-- EXCERPTED RECORDS follows --

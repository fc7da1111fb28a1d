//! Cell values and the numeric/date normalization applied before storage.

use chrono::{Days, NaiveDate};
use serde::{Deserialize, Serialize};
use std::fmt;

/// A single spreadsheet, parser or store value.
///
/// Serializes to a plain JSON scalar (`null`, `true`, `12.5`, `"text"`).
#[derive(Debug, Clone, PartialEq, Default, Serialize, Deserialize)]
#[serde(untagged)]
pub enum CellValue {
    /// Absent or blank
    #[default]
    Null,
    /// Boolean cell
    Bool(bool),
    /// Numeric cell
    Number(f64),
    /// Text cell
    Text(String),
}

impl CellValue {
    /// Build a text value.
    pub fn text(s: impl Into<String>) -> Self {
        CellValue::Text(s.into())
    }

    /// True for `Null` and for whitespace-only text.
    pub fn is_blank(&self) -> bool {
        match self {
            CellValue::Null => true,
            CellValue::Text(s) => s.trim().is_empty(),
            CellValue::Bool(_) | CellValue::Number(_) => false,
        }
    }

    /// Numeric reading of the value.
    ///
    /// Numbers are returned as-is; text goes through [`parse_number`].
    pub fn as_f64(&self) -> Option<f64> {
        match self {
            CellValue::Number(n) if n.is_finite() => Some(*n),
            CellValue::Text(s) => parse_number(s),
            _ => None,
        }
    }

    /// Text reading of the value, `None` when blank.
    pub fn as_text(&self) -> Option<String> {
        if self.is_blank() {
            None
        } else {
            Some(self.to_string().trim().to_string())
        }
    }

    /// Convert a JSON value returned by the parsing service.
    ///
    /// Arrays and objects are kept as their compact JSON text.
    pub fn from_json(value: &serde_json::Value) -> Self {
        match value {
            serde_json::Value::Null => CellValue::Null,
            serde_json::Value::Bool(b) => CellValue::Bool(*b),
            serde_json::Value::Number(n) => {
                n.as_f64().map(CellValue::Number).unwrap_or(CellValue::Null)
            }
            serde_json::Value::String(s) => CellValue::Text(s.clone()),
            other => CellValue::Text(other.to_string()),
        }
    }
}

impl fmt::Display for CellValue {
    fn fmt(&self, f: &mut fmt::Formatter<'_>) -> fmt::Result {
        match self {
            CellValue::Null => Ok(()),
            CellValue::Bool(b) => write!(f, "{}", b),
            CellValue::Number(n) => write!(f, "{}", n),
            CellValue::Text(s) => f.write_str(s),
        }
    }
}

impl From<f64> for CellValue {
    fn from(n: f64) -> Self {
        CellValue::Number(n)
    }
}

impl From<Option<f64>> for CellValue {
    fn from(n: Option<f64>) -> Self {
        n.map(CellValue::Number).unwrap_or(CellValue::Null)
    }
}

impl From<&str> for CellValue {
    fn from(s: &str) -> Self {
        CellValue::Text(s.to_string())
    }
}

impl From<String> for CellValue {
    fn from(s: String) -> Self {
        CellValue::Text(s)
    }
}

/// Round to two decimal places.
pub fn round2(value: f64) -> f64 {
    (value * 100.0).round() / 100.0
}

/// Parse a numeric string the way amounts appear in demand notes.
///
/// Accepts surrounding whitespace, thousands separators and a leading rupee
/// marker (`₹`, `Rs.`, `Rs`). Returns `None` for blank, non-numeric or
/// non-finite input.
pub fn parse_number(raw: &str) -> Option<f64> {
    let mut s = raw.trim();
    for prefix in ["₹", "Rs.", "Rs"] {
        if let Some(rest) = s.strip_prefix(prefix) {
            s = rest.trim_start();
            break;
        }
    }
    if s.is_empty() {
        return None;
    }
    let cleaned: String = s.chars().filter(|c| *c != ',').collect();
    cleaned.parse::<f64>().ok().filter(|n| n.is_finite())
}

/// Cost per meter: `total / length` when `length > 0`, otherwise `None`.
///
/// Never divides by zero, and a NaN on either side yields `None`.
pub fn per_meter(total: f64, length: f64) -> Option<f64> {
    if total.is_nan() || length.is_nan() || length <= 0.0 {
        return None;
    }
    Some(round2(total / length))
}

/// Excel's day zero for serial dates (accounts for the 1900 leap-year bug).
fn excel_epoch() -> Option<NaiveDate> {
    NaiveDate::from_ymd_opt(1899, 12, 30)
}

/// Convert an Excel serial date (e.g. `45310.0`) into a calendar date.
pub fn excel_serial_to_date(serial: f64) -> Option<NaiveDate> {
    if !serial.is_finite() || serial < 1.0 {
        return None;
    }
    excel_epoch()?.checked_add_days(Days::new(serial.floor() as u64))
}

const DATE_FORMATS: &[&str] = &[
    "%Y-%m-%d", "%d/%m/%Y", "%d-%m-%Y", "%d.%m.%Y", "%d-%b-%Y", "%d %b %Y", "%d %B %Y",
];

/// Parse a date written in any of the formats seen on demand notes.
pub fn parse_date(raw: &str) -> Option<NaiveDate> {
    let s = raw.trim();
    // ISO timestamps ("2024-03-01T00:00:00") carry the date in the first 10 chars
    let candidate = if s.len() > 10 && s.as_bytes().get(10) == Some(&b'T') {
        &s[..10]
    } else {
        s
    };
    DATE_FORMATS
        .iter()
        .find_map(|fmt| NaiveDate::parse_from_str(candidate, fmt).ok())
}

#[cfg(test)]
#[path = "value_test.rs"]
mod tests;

-- EXCERPTED RECORDS concluded --

**INSTRUCTIONS FOR THE TASK:** Copy out the material above in its entirety, exactly.

**RESPONSE TO THE TASK:**
repository fc7da1111fb28a1d
//! Cell values and the numeric/date normalization applied before storage.

use chrono::{Days, NaiveDate};
use serde::{Deserialize, Serialize};
use std::fmt;

/// A single spreadsheet, parser or store value.
///
/// Serializes to a plain JSON scalar (`null`, `true`, `12.5`, `"text"`).
#[derive(Debug, Clone, PartialEq, Default, Serialize, Deserialize)]
#[serde(untagged)]
pub enum CellValue {
    /// Absent or blank
    #[default]
    Null,
    /// Boolean cell
    Bool(bool),
    /// Numeric cell
    Number(f64),
    /// Text cell
    Text(String),
}

impl CellValue {
    /// Build a text value.
    pub fn text(s: impl Into<String>) -> Self {
        CellValue::Text(s.into())
    }

    /// True for `Null` and for whitespace-only text.
    pub fn is_blank(&self) -> bool {
        match self {
            CellValue::Null => true,
            CellValue::Text(s) => s.trim().is_empty(),
            CellValue::Bool(_) | CellValue::Number(_) => false,
        }
    }

    /// Numeric reading of the value.
    ///
    /// Numbers are returned as-is; text goes through [`parse_number`].
    pub fn as_f64(&self) -> Option<f64> {
        match self {
            CellValue::Number(n) if n.is_finite() => Some(*n),
            CellValue::Text(s) => parse_number(s),
            _ => None,
        }
    }

    /// Text reading of the value, `None` when blank.
    pub fn as_text(&self) -> Option<String> {
        if self.is_blank() {
            None
        } else {
            Some(self.to_string().trim().to_string())
        }
    }

    /// Convert a JSON value returned by the parsing service.
    ///
    /// Arrays and objects are kept as their compact JSON text.
    pub fn from_json(value: &serde_json::Value) -> Self {
        match value {
            serde_json::Value::Null => CellValue::Null,
            serde_json::Value::Bool(b) => CellValue::Bool(*b),
            serde_json::Value::Number(n) => {
                n.as_f64().map(CellValue::Number).unwrap_or(CellValue::Null)
            }
            serde_json::Value::String(s) => CellValue::Text(s.clone()),
            other => CellValue::Text(other.to_string()),
        }
    }
}

impl fmt::Display for CellValue {
    fn fmt(&self, f: &mut fmt::Formatter<'_>) -> fmt::Result {
        match self {
            CellValue::Null => Ok(()),
            CellValue::Bool(b) => write!(f, "{}", b),
            CellValue::Number(n) => write!(f, "{}", n),
            CellValue::Text(s) => f.write_str(s),
        }
    }
}

impl From<f64> for CellValue {
    fn from(n: f64) -> Self {
        CellValue::Number(n)
    }
}

impl From<Option<f64>> for CellValue {
    fn from(n: Option<f64>) -> Self {
        n.map(CellValue::Number).unwrap_or(CellValue::Null)
    }
}

impl From<&str> for CellValue {
    fn from(s: &str) -> Self {
        CellValue::Text(s.to_string())
    }
}

impl From<String> for CellValue {
    fn from(s: String) -> Self {
        CellValue::Text(s)
    }
}

/// Round to two decimal places.
pub fn round2(value: f64) -> f64 {
    (value * 100.0).round() / 100.0
}

/// Parse a numeric string the way amounts appear in demand notes.
///
/// Accepts surrounding whitespace, thousands separators and a leading rupee
/// marker (`₹`, `Rs.`, `Rs`). Returns `None` for blank, non-numeric or
/// non-finite input.
pub fn parse_number(raw: &str) -> Option<f64> {
    let mut s = raw.trim();
    for prefix in ["₹", "Rs.", "Rs"] {
        if let Some(rest) = s.strip_prefix(prefix) {
            s = rest.trim_start();
            break;
        }
    }
    if s.is_empty() {
        return None;
    }
    let cleaned: String = s.chars().filter(|c| *c != ',').collect();
    cleaned.parse::<f64>().ok().filter(|n| n.is_finite())
}

/// Cost per meter: `total / length` when `length > 0`, otherwise `None`.
///
/// Never divides by zero, and a NaN on either side yields `None`.
pub fn per_meter(total: f64, length: f64) -> Option<f64> {
    if total.is_nan() || length.is_nan() || length <= 0.0 {
        return None;
    }
    Some(round2(total / length))
}

/// Excel's day zero for serial dates (accounts for the 1900 leap-year bug).
fn excel_epoch() -> Option<NaiveDate> {
    NaiveDate::from_ymd_opt(1899, 12, 30)
}

/// Convert an Excel serial date (e.g. `45310.0`) into a calendar date.
pub fn excel_serial_to_date(serial: f64) -> Option<NaiveDate> {
    if !serial.is_finite() || serial < 1.0 {
        return None;
    }
    excel_epoch()?.checked_add_days(Days::new(serial.floor() as u64))
}

const DATE_FORMATS: &[&str] = &[
    "%Y-%m-%d", "%d/%m/%Y", "%d-%m-%Y", "%d.%m.%Y", "%d-%b-%Y", "%d %b %Y", "%d %B %Y",
];

/// Parse a date written in any of the formats seen on demand notes.
pub fn parse_date(raw: &str) -> Option<NaiveDate> {
    let s = raw.trim();
    // ISO timestamps ("2024-03-01T00:00:00") carry the date in the first 10 chars
    let candidate = if s.len() > 10 && s.as_bytes().get(10) == Some(&b'T') {
        &s[..10]
    } else {
        s
    };
    DATE_FORMATS
        .iter()
        .find_map(|fmt| NaiveDate::parse_from_str(candidate, fmt).ok())
}

#[cfg(test)]
#[path = "value_test.rs"]
mod tests;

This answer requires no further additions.